Here is where Mescal’s career gets interesting though. Instead of embracing the idea of “celebrity” and soaking in the spotlight, Mescal did the complete opposite - deleted all of his social media and moved away from London. He started to only do interviews that were obligations and didn’t interact with the media outside of that. Turned off by the idea of celebrity, if it were up to Mescal, he would remain unknown.
Since remaining unknown wasn’t really an option, Mescal began to move to the silver screen in an uncommon, yet refreshing way. It started with a small role in Maggie Gyllenhaal’’s indie hit, The Lost Daughter, and was followed by a supporting role in God’s Creatures this year and rounded off with his lead role in Aftersun. Mescal thinks carefully about the projects he chooses, avoiding the blockbuster films that actors often land after a high profile breakout role. Instead, he has sought out broken or emotionally complex characters, and prioritized working with directors he admires over the size of the part. In fact, “Aftersun” is his first lead role since “Normal People.”
He has read scripts for films of large box office smash hits, but is thinking strategically about the future. In a world where more movies are getting made than ever before, it takes a special kind of restraint to say no to big money time and time again. I have to imagine that Netflix has approached him about being in a big budget romance movie or Marvel has approached him for a superhero role, but he said no to all of them. That take guts and confidence for someone still trying to become firmly planted in the movie world. There is a reason that once most actors break through they start selling out a bit. No one blames them for wanting to lock in some serious money for once in their life after struggling for years before their “big break”. This mentality has led to the phrase “one for me, one for you” to become commonplace in Hollywood referring to actors alternating back and forth between doing one film that creatively fills them and then one film that they get a big paycheck for. It is refreshing to see Mescal adopt the mindsight of “all for me, none for you”.
The phenomenon of young successful actors doing cash grab projects for Netflix or Marvel has created a world where sometimes we never get to see the true potential of young actors. They get sucked into an IP franchise and have to commit years of their career to these types of projects. Sometimes on the other side of those projects, the actor doesn’t even have much of a career because no one can see them outside of those things. Alternatively, they sign onto a large blockbuster film that goes so poorly that it ruins their reputation. This exact thing happened to Mescal’s Normal People co-lead, Daisy Edgar Jones, after Where the Crawdads Sing was critically mocked this past summer. While I still believe she is one of the best actresses under 25, Where the Crawdads Sing has given people at least consideration that she may not be. Threading the needle of being in franchise films and getting your money and exposure to a wider audience but still maintaining your credibility as an actor is incredibly tricky and a delicate balance.

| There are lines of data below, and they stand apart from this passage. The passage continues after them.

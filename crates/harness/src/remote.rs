use std::collections::{BTreeMap, VecDeque};
use std::sync::Arc;

use parking_lot::Mutex;
use uuid::Uuid;

use cxsync_core::{RemoteUuid, cx};
use cxsync_engine::{NetworkSummary, RemoteConnector, RemoteError, RemoteStore, RemoteTarget};

const CLOCK_START: i64 = 1_700_000_000_000;
const CLOCK_STEP: i64 = 1_000;

/// One request received by the fake store, in arrival order.
#[derive(Debug, Clone, Copy, PartialEq, Eq)]
pub enum RemoteCall {
    Create,
    Update(RemoteUuid),
    Summary(RemoteUuid),
    Fetch(RemoteUuid),
}

struct StoredNetwork {
    payload: Vec<u8>,
    summary: NetworkSummary,
}

#[derive(Default)]
struct Failures {
    create: VecDeque<RemoteError>,
    update: VecDeque<RemoteError>,
    summary: VecDeque<RemoteError>,
    fetch: VecDeque<RemoteError>,
}

struct FakeState {
    networks: BTreeMap<RemoteUuid, StoredNetwork>,
    clock: i64,
    failures: Failures,
    calls: Vec<RemoteCall>,
}

impl FakeState {
    fn tick(&mut self) -> i64 {
        self.clock += CLOCK_STEP;
        self.clock
    }
}

/// In-memory remote store with scripted failures. Each scripted failure is
/// consumed by the next request of its kind.
pub struct FakeRemoteStore {
    state: Mutex<FakeState>,
}

impl Default for FakeRemoteStore {
    fn default() -> Self {
        Self::new()
    }
}

impl FakeRemoteStore {
    pub fn new() -> Self {
        Self {
            state: Mutex::new(FakeState {
                networks: BTreeMap::new(),
                clock: CLOCK_START,
                failures: Failures::default(),
                calls: Vec::new(),
            }),
        }
    }

    /// Stores a network owned by `owner` without logging a call.
    pub fn seed_network(&self, owner: &str, payload: &[u8]) -> RemoteUuid {
        let mut state = self.state.lock();
        let uuid = RemoteUuid::from_uuid(Uuid::new_v4());
        let modified_at = state.tick();
        state.networks.insert(
            uuid,
            StoredNetwork {
                payload: payload.to_vec(),
                summary: NetworkSummary {
                    uuid,
                    name: network_name(payload),
                    owner: owner.to_string(),
                    modified_at,
                    is_read_only: false,
                    can_write: false,
                },
            },
        );
        uuid
    }

    pub fn set_access(&self, uuid: RemoteUuid, is_read_only: bool, can_write: bool) {
        if let Some(network) = self.state.lock().networks.get_mut(&uuid) {
            network.summary.is_read_only = is_read_only;
            network.summary.can_write = can_write;
        }
    }

    /// Simulates another client changing the network. Returns the new
    /// modification time.
    pub fn touch(&self, uuid: RemoteUuid) -> Option<i64> {
        let mut state = self.state.lock();
        let modified_at = state.tick();
        let network = state.networks.get_mut(&uuid)?;
        network.summary.modified_at = modified_at;
        Some(modified_at)
    }

    pub fn remove(&self, uuid: RemoteUuid) {
        self.state.lock().networks.remove(&uuid);
    }

    pub fn fail_next_creates(&self, count: usize, error: RemoteError) {
        let mut state = self.state.lock();
        state.failures.create.extend(std::iter::repeat_n(error, count));
    }

    pub fn fail_next_updates(&self, count: usize, error: RemoteError) {
        let mut state = self.state.lock();
        state.failures.update.extend(std::iter::repeat_n(error, count));
    }

    pub fn fail_next_summaries(&self, count: usize, error: RemoteError) {
        let mut state = self.state.lock();
        state.failures.summary.extend(std::iter::repeat_n(error, count));
    }

    pub fn fail_next_fetches(&self, count: usize, error: RemoteError) {
        let mut state = self.state.lock();
        state.failures.fetch.extend(std::iter::repeat_n(error, count));
    }

    pub fn calls(&self) -> Vec<RemoteCall> {
        self.state.lock().calls.clone()
    }

    pub fn create_calls(&self) -> usize {
        self.count(|call| matches!(call, RemoteCall::Create))
    }

    pub fn update_calls(&self) -> usize {
        self.count(|call| matches!(call, RemoteCall::Update(_)))
    }

    pub fn summary(&self, uuid: RemoteUuid) -> Option<NetworkSummary> {
        self.state.lock().networks.get(&uuid).map(|n| n.summary.clone())
    }

    pub fn payload(&self, uuid: RemoteUuid) -> Option<Vec<u8>> {
        self.state.lock().networks.get(&uuid).map(|n| n.payload.clone())
    }

    pub fn network_count(&self) -> usize {
        self.state.lock().networks.len()
    }

    fn count(&self, predicate: impl Fn(&RemoteCall) -> bool) -> usize {
        self.state.lock().calls.iter().filter(|c| predicate(c)).count()
    }

    fn create_as(&self, username: &str, payload: &[u8]) -> Result<RemoteUuid, RemoteError> {
        let mut state = self.state.lock();
        state.calls.push(RemoteCall::Create);
        if let Some(error) = state.failures.create.pop_front() {
            return Err(error);
        }
        drop(state);
        Ok(self.seed_network(username, payload))
    }

    fn update_as(&self, username: &str, uuid: RemoteUuid, payload: &[u8]) -> Result<(), RemoteError> {
        let mut state = self.state.lock();
        state.calls.push(RemoteCall::Update(uuid));
        if let Some(error) = state.failures.update.pop_front() {
            return Err(error);
        }
        let modified_at = state.tick();
        let network = state.networks.get_mut(&uuid).ok_or(RemoteError::NotFound(uuid))?;
        let summary = &mut network.summary;
        if summary.is_read_only || (summary.owner != username && !summary.can_write) {
            return Err(RemoteError::PermissionDenied(format!("{username} cannot write {uuid}")));
        }
        summary.modified_at = modified_at;
        summary.name = network_name(payload);
        network.payload = payload.to_vec();
        Ok(())
    }

    fn summary_of(&self, uuid: RemoteUuid) -> Result<NetworkSummary, RemoteError> {
        let mut state = self.state.lock();
        state.calls.push(RemoteCall::Summary(uuid));
        if let Some(error) = state.failures.summary.pop_front() {
            return Err(error);
        }
        state
            .networks
            .get(&uuid)
            .map(|n| n.summary.clone())
            .ok_or(RemoteError::NotFound(uuid))
    }

    fn fetch(&self, uuid: RemoteUuid) -> Result<Vec<u8>, RemoteError> {
        let mut state = self.state.lock();
        state.calls.push(RemoteCall::Fetch(uuid));
        if let Some(error) = state.failures.fetch.pop_front() {
            return Err(error);
        }
        state
            .networks
            .get(&uuid)
            .map(|n| n.payload.clone())
            .ok_or(RemoteError::NotFound(uuid))
    }
}

fn network_name(payload: &[u8]) -> String {
    cx::read_document(payload)
        .ok()
        .and_then(|doc| doc.network_name().map(String::from))
        .unwrap_or_default()
}

/// A [`FakeRemoteStore`] seen through one account.
struct FakeSession {
    store: Arc<FakeRemoteStore>,
    username: String,
}

impl RemoteStore for FakeSession {
    fn create_network(&self, payload: &[u8]) -> Result<RemoteUuid, RemoteError> {
        self.store.create_as(&self.username, payload)
    }

    fn update_network(&self, uuid: RemoteUuid, payload: &[u8]) -> Result<(), RemoteError> {
        self.store.update_as(&self.username, uuid, payload)
    }

    fn get_network_summary(&self, uuid: RemoteUuid) -> Result<NetworkSummary, RemoteError> {
        self.store.summary_of(uuid)
    }

    fn fetch_network(&self, uuid: RemoteUuid) -> Result<Vec<u8>, RemoteError> {
        self.store.fetch(uuid)
    }
}

pub struct FakeConnector {
    store: Arc<FakeRemoteStore>,
    refusal: Mutex<Option<RemoteError>>,
    connections: Mutex<Vec<RemoteTarget>>,
}

impl FakeConnector {
    pub fn new(store: Arc<FakeRemoteStore>) -> Self {
        Self {
            store,
            refusal: Mutex::new(None),
            connections: Mutex::new(Vec::new()),
        }
    }

    /// Makes every following `connect` fail with `error`.
    pub fn refuse(&self, error: RemoteError) {
        *self.refusal.lock() = Some(error);
    }

    pub fn accept(&self) {
        *self.refusal.lock() = None;
    }

    pub fn connections(&self) -> Vec<RemoteTarget> {
        self.connections.lock().clone()
    }
}

impl RemoteConnector for FakeConnector {
    fn connect(&self, target: &RemoteTarget) -> Result<Arc<dyn RemoteStore>, RemoteError> {
        if let Some(error) = self.refusal.lock().clone() {
            return Err(error);
        }
        self.connections.lock().push(target.clone());
        Ok(Arc::new(FakeSession {
            store: Arc::clone(&self.store),
            username: target.username.clone(),
        }))
    }
}

#[cfg(test)]
mod tests {
    use super::*;

    fn session(store: &Arc<FakeRemoteStore>, username: &str) -> Arc<dyn RemoteStore> {
        FakeConnector::new(Arc::clone(store))
            .connect(&RemoteTarget::new("https://fake.example", username, "pw"))
            .unwrap()
    }

    #[test]
    fn scripted_failures_are_consumed_in_order() {
        let store = Arc::new(FakeRemoteStore::new());
        let alice = session(&store, "alice");
        let uuid = alice.create_network(b"[]").unwrap();
        store.fail_next_updates(2, RemoteError::Transport("down".into()));

        assert!(alice.update_network(uuid, b"[]").is_err());
        assert!(alice.update_network(uuid, b"[]").is_err());
        assert!(alice.update_network(uuid, b"[]").is_ok());
        assert_eq!(store.update_calls(), 3);
    }

    #[test]
    fn writes_advance_the_modification_time() {
        let store = Arc::new(FakeRemoteStore::new());
        let alice = session(&store, "alice");
        let uuid = alice.create_network(b"[]").unwrap();
        let before = alice.get_network_summary(uuid).unwrap().modified_at;
        alice.update_network(uuid, b"[]").unwrap();
        assert!(alice.get_network_summary(uuid).unwrap().modified_at > before);
    }

    #[test]
    fn other_accounts_need_a_grant() {
        let store = Arc::new(FakeRemoteStore::new());
        let uuid = session(&store, "alice").create_network(b"[]").unwrap();
        let bob = session(&store, "bob");
        assert!(matches!(
            bob.update_network(uuid, b"[]"),
            Err(RemoteError::PermissionDenied(_))
        ));
        store.set_access(uuid, false, true);
        assert!(bob.update_network(uuid, b"[]").is_ok());
    }
}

It can be done (see Timothee Chalamet and Zendaya in Dune or Florence Pugh in Marvel films), but there is no denying that it is risky to pull off.
Mescal’s recent project commitments have shown that he is willing to dip is toe into the water of high budget films, but only when they creatively drive him. In addition to being cast in Gladiator 2, he will star in the upcoming modern film adaption of the renowned opera, “Carmen” & also was recently cast in Richard Linklaters “Merrily We Roll Along” that will film over the course of multiple decades. While many would think he is on the verge of selling out given these upcoming projects, Mescal says the opposite. He recently told the New York Times,
“I just feel protective of how the space for smaller films is shrinking and shrinking. That depresses me.”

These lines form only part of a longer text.